Stored items:
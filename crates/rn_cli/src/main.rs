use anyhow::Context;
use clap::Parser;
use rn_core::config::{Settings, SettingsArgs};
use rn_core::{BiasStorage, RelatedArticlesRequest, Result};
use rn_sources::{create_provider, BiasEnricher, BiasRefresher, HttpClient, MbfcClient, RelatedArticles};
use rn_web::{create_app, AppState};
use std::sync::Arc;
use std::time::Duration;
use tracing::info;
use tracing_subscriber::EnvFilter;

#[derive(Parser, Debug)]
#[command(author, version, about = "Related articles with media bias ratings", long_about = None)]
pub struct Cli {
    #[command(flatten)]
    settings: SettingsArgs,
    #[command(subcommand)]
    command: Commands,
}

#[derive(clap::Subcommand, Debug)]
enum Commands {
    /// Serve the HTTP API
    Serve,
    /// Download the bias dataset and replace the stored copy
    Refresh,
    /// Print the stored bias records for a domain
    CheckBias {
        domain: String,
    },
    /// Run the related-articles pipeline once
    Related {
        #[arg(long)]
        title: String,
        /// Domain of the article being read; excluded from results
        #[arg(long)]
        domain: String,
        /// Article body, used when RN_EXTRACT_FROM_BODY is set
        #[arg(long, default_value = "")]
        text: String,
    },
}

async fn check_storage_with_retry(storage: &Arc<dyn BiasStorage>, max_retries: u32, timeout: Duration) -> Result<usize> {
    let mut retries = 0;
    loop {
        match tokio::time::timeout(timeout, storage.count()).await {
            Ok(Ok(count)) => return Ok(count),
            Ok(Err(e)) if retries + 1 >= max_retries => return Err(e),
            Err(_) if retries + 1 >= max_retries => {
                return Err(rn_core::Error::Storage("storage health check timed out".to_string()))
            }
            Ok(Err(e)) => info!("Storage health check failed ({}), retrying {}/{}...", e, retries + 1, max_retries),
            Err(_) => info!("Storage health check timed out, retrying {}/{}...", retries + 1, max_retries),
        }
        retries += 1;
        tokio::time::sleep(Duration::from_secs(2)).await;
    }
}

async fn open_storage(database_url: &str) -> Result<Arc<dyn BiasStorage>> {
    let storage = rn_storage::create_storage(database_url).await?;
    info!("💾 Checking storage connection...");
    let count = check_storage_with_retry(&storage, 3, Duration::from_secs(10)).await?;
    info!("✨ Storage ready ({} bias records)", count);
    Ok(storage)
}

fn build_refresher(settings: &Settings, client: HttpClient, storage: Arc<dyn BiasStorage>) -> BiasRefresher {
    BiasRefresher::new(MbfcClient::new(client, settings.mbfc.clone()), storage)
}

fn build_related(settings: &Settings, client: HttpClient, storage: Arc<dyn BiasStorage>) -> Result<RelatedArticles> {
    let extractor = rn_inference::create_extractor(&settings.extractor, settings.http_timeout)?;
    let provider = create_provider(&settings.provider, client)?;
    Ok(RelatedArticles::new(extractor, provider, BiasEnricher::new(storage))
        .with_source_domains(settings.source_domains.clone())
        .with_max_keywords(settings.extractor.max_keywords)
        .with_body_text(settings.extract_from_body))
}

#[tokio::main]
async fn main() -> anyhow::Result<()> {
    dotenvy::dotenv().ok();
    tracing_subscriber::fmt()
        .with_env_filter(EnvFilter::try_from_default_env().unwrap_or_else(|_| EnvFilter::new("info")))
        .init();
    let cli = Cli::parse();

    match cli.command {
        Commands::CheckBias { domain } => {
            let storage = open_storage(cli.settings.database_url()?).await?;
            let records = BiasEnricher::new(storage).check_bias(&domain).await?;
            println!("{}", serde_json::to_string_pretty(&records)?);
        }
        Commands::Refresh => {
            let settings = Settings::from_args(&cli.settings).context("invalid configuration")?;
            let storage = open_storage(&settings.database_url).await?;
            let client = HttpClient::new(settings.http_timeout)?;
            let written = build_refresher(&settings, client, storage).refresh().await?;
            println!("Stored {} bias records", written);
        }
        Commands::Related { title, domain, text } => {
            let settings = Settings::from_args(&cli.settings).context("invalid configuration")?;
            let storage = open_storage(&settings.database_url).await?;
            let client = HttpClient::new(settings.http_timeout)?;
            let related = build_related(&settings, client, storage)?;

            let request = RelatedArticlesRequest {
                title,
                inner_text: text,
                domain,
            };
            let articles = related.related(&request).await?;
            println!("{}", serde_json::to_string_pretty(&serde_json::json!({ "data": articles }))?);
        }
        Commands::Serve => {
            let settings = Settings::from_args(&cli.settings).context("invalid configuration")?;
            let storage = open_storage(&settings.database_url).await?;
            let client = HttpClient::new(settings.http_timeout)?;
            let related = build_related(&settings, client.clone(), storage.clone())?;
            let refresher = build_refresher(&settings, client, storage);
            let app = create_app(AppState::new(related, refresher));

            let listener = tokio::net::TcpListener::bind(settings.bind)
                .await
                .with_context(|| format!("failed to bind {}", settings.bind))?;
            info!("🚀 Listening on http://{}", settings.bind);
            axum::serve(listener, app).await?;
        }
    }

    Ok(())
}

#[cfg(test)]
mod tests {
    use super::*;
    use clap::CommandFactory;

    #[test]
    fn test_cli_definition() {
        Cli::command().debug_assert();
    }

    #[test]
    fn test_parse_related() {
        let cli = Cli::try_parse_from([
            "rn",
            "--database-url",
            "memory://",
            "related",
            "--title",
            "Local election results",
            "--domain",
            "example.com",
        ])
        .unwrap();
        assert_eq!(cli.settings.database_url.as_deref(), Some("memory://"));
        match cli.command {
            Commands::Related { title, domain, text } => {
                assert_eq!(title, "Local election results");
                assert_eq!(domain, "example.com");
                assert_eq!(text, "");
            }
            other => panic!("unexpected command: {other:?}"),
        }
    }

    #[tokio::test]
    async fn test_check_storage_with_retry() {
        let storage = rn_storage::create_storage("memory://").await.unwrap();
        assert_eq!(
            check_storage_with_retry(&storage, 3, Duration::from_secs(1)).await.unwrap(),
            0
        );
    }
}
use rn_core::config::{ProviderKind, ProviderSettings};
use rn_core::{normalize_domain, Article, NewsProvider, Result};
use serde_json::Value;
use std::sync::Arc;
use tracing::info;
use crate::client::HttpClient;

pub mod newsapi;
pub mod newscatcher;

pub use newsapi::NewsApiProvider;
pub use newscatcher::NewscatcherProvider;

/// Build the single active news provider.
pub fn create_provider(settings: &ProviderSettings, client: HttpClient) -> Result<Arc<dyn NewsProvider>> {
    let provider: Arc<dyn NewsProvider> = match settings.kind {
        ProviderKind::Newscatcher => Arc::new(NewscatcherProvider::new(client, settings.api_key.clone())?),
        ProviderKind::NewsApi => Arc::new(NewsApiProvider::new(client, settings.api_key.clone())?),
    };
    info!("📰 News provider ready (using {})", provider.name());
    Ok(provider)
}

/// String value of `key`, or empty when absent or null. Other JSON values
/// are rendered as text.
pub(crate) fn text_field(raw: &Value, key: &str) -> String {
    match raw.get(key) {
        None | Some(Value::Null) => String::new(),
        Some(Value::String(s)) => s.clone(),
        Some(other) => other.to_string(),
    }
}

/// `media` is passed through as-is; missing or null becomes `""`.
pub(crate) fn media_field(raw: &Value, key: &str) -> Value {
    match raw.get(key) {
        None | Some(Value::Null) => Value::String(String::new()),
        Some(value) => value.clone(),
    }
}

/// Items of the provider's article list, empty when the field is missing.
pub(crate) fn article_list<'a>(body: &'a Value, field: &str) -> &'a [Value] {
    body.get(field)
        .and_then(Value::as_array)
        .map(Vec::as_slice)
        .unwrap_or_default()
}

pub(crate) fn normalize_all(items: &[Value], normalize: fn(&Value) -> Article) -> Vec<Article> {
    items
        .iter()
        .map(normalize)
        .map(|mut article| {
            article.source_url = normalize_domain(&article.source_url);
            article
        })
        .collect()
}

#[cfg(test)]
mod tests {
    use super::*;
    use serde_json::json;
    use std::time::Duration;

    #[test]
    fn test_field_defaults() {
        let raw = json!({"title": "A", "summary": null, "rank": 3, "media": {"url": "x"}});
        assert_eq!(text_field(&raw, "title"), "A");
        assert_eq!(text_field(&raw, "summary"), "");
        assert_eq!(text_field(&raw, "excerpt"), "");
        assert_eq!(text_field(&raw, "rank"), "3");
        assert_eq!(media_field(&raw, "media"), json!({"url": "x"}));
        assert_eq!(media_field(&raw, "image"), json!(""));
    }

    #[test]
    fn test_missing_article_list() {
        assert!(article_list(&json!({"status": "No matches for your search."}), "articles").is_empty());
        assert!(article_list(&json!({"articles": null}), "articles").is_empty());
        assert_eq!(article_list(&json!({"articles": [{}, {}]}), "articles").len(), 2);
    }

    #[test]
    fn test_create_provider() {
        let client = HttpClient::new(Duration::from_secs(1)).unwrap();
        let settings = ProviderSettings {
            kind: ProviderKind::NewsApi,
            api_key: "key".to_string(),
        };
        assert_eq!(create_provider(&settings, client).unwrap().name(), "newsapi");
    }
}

__Task statement__: Work out how many lines in the entries contain the string "HttpClient", then reply with that number and nothing more.

__Answer space__: 9